══ Provided material ══
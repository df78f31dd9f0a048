//! OpenAI Responses API ↔ Claude Messages conversion.
//!
//! `input` may be a scalar string (one user turn) or an array of
//! `{role,content}`; `instructions` maps to `system`. Default model when
//! converting from Gemini with none specified is `claude-3-sonnet-20240229`;
//! default max tokens when Responses omits it is 4096.

use serde_json::{json, Value};

use super::{claude_content_to_text, stop_reason_from_claude, stop_reason_to_claude, text_to_claude_content, Converter, Vendor};

pub const DEFAULT_MODEL: &str = "claude-3-sonnet-20240229";
pub const DEFAULT_MAX_TOKENS: i64 = 4096;

pub struct OpenAiResponsesConverter;

impl Converter for OpenAiResponsesConverter {
    fn to_claude(&self, req: &Value) -> Value {
        let mut messages = Vec::new();

        match req.get("input") {
            Some(Value::String(s)) => {
                messages.push(json!({ "role": "user", "content": text_to_claude_content(s) }));
            }
            Some(Value::Array(items)) => {
                for item in items {
                    let role = item.get("role").and_then(Value::as_str).unwrap_or("user");
                    let text = item
                        .get("content")
                        .and_then(Value::as_str)
                        .unwrap_or_default();
                    messages.push(json!({ "role": role, "content": text_to_claude_content(text) }));
                }
            }
            _ => {}
        }

        let mut out = json!({
            "model": req.get("model").cloned().unwrap_or(json!(DEFAULT_MODEL)),
            "messages": messages,
            "max_tokens": req.get("max_output_tokens").cloned().unwrap_or(json!(DEFAULT_MAX_TOKENS)),
            "stream": req.get("stream").cloned().unwrap_or(json!(false)),
        });
        if let Some(instructions) = req.get("instructions").and_then(Value::as_str) {
            out["system"] = json!(instructions);
        }
        out
    }

    fn from_claude(&self, req: &Value) -> Value {
        let input: Vec<Value> = req
            .get("messages")
            .and_then(Value::as_array)
            .map(|msgs| {
                msgs.iter()
                    .map(|m| {
                        let role = m.get("role").and_then(Value::as_str).unwrap_or("user");
                        let text = claude_content_to_text(m.get("content").unwrap_or(&Value::Null));
                        json!({ "role": role, "content": text })
                    })
                    .collect()
            })
            .unwrap_or_default();

        let mut out = json!({
            "model": req.get("model").cloned().unwrap_or(Value::Null),
            "input": input,
            "max_output_tokens": req.get("max_tokens").cloned().unwrap_or(json!(DEFAULT_MAX_TOKENS)),
            "stream": req.get("stream").cloned().unwrap_or(json!(false)),
        });
        if let Some(system) = req.get("system").and_then(Value::as_str) {
            out["instructions"] = json!(system);
        }
        out
    }

    /// Responses `output[0].content[0].text` → Claude text content.
    fn response_to_claude(&self, resp: &Value) -> Value {
        let text = resp
            .pointer("/output/0/content/0/text")
            .and_then(Value::as_str)
            .unwrap_or("");
        let finish_reason = resp
            .get("status")
            .and_then(Value::as_str)
            .unwrap_or("completed");
        let stop_reason = if finish_reason == "completed" {
            "end_turn".to_string()
        } else {
            stop_reason_to_claude(finish_reason, Vendor::OpenAiFinish)
        };

        json!({
            "id": resp.get("id").cloned().unwrap_or(json!("msg")),
            "type": "message",
            "role": "assistant",
            "content": text_to_claude_content(text),
            "model": resp.get("model").cloned().unwrap_or(Value::Null),
            "stop_reason": stop_reason,
            "usage": {
                "input_tokens": resp.pointer("/usage/input_tokens").and_then(Value::as_i64).unwrap_or(0),
                "output_tokens": resp.pointer("/usage/output_tokens").and_then(Value::as_i64).unwrap_or(0),
            },
        })
    }

    fn response_from_claude(&self, resp: &Value) -> Value {
        let text = claude_content_to_text(resp.get("content").unwrap_or(&Value::Null));
        let stop_reason = resp.get("stop_reason").and_then(Value::as_str).unwrap_or("end_turn");
        let status = if stop_reason == "end_turn" {
            "completed"
        } else {
            "incomplete"
        };

        json!({
            "id": resp.get("id").cloned().unwrap_or(json!("resp")),
            "object": "response",
            "model": resp.get("model").cloned().unwrap_or(Value::Null),
            "status": status,
            "output": [{
                "type": "message",
                "role": "assistant",
                "content": [{ "type": "output_text", "text": text }],
            }],
            "usage": {
                "input_tokens": resp.pointer("/usage/input_tokens").and_then(Value::as_i64).unwrap_or(0),
                "output_tokens": resp.pointer("/usage/output_tokens").and_then(Value::as_i64).unwrap_or(0),
            },
        })
    }
}

#[cfg(test)]
mod tests {
    use super::*;

    #[test]
    fn scalar_input_becomes_single_user_turn() {
        let converter = OpenAiResponsesConverter;
        let req = json!({ "model": "gpt-4o", "input": "hi", "stream": false });
        let claude_req = converter.to_claude(&req);
        assert_eq!(claude_req["messages"].as_array().unwrap().len(), 1);
        assert_eq!(
            claude_content_to_text(&claude_req["messages"][0]["content"]),
            "hi"
        );
    }

    #[test]
    fn response_envelope_surfaces_output_text() {
        let converter = OpenAiResponsesConverter;
        let claude_resp = json!({
            "content": [{ "type": "text", "text": "ok" }],
            "stop_reason": "end_turn",
            "usage": { "input_tokens": 1, "output_tokens": 1 },
        });
        let envelope = converter.response_from_claude(&claude_resp);
        assert_eq!(envelope["output"][0]["content"][0]["text"], "ok");
    }
}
═══
Work instructions = Output the data above in full and exactly.

Answer to the problem =
repository df78f31dd9f0a048
//! OpenAI Responses API ↔ Claude Messages conversion.
//!
//! `input` may be a scalar string (one user turn) or an array of
//! `{role,content}`; `instructions` maps to `system`. Default model when
//! converting from Gemini with none specified is `claude-3-sonnet-20240229`;
//! default max tokens when Responses omits it is 4096.

use serde_json::{json, Value};

use super::{claude_content_to_text, stop_reason_from_claude, stop_reason_to_claude, text_to_claude_content, Converter, Vendor};

pub const DEFAULT_MODEL: &str = "claude-3-sonnet-20240229";
pub const DEFAULT_MAX_TOKENS: i64 = 4096;

pub struct OpenAiResponsesConverter;

impl Converter for OpenAiResponsesConverter {
    fn to_claude(&self, req: &Value) -> Value {
        let mut messages = Vec::new();

        match req.get("input") {
            Some(Value::String(s)) => {
                messages.push(json!({ "role": "user", "content": text_to_claude_content(s) }));
            }
            Some(Value::Array(items)) => {
                for item in items {
                    let role = item.get("role").and_then(Value::as_str).unwrap_or("user");
                    let text = item
                        .get("content")
                        .and_then(Value::as_str)
                        .unwrap_or_default();
                    messages.push(json!({ "role": role, "content": text_to_claude_content(text) }));
                }
            }
            _ => {}
        }

        let mut out = json!({
            "model": req.get("model").cloned().unwrap_or(json!(DEFAULT_MODEL)),
            "messages": messages,
            "max_tokens": req.get("max_output_tokens").cloned().unwrap_or(json!(DEFAULT_MAX_TOKENS)),
            "stream": req.get("stream").cloned().unwrap_or(json!(false)),
        });
        if let Some(instructions) = req.get("instructions").and_then(Value::as_str) {
            out["system"] = json!(instructions);
        }
        out
    }

    fn from_claude(&self, req: &Value) -> Value {
        let input: Vec<Value> = req
            .get("messages")
            .and_then(Value::as_array)
            .map(|msgs| {
                msgs.iter()
                    .map(|m| {
                        let role = m.get("role").and_then(Value::as_str).unwrap_or("user");
                        let text = claude_content_to_text(m.get("content").unwrap_or(&Value::Null));
                        json!({ "role": role, "content": text })
                    })
                    .collect()
            })
            .unwrap_or_default();

        let mut out = json!({
            "model": req.get("model").cloned().unwrap_or(Value::Null),
            "input": input,
            "max_output_tokens": req.get("max_tokens").cloned().unwrap_or(json!(DEFAULT_MAX_TOKENS)),
            "stream": req.get("stream").cloned().unwrap_or(json!(false)),
        });
        if let Some(system) = req.get("system").and_then(Value::as_str) {
            out["instructions"] = json!(system);
        }
        out
    }

    /// Responses `output[0].content[0].text` → Claude text content.
    fn response_to_claude(&self, resp: &Value) -> Value {
        let text = resp
            .pointer("/output/0/content/0/text")
            .and_then(Value::as_str)
            .unwrap_or("");
        let finish_reason = resp
            .get("status")
            .and_then(Value::as_str)
            .unwrap_or("completed");
        let stop_reason = if finish_reason == "completed" {
            "end_turn".to_string()
        } else {
            stop_reason_to_claude(finish_reason, Vendor::OpenAiFinish)
        };

        json!({
            "id": resp.get("id").cloned().unwrap_or(json!("msg")),
            "type": "message",
            "role": "assistant",
            "content": text_to_claude_content(text),
            "model": resp.get("model").cloned().unwrap_or(Value::Null),
            "stop_reason": stop_reason,
            "usage": {
                "input_tokens": resp.pointer("/usage/input_tokens").and_then(Value::as_i64).unwrap_or(0),
                "output_tokens": resp.pointer("/usage/output_tokens").and_then(Value::as_i64).unwrap_or(0),
            },
        })
    }

    fn response_from_claude(&self, resp: &Value) -> Value {
        let text = claude_content_to_text(resp.get("content").unwrap_or(&Value::Null));
        let stop_reason = resp.get("stop_reason").and_then(Value::as_str).unwrap_or("end_turn");
        let status = if stop_reason == "end_turn" {
            "completed"
        } else {
            "incomplete"
        };

        json!({
            "id": resp.get("id").cloned().unwrap_or(json!("resp")),
            "object": "response",
            "model": resp.get("model").cloned().unwrap_or(Value::Null),
            "status": status,
            "output": [{
                "type": "message",
                "role": "assistant",
                "content": [{ "type": "output_text", "text": text }],
            }],
            "usage": {
                "input_tokens": resp.pointer("/usage/input_tokens").and_then(Value::as_i64).unwrap_or(0),
                "output_tokens": resp.pointer("/usage/output_tokens").and_then(Value::as_i64).unwrap_or(0),
            },
        })
    }
}

#[cfg(test)]
mod tests {
    use super::*;

    #[test]
    fn scalar_input_becomes_single_user_turn() {
        let converter = OpenAiResponsesConverter;
        let req = json!({ "model": "gpt-4o", "input": "hi", "stream": false });
        let claude_req = converter.to_claude(&req);
        assert_eq!(claude_req["messages"].as_array().unwrap().len(), 1);
        assert_eq!(
            claude_content_to_text(&claude_req["messages"][0]["content"]),
            "hi"
        );
    }

    #[test]
    fn response_envelope_surfaces_output_text() {
        let converter = OpenAiResponsesConverter;
        let claude_resp = json!({
            "content": [{ "type": "text", "text": "ok" }],
            "stop_reason": "end_turn",
            "usage": { "input_tokens": 1, "output_tokens": 1 },
        });
        let envelope = converter.response_from_claude(&claude_resp);
        assert_eq!(envelope["output"][0]["content"][0]["text"], "ok");
    }
}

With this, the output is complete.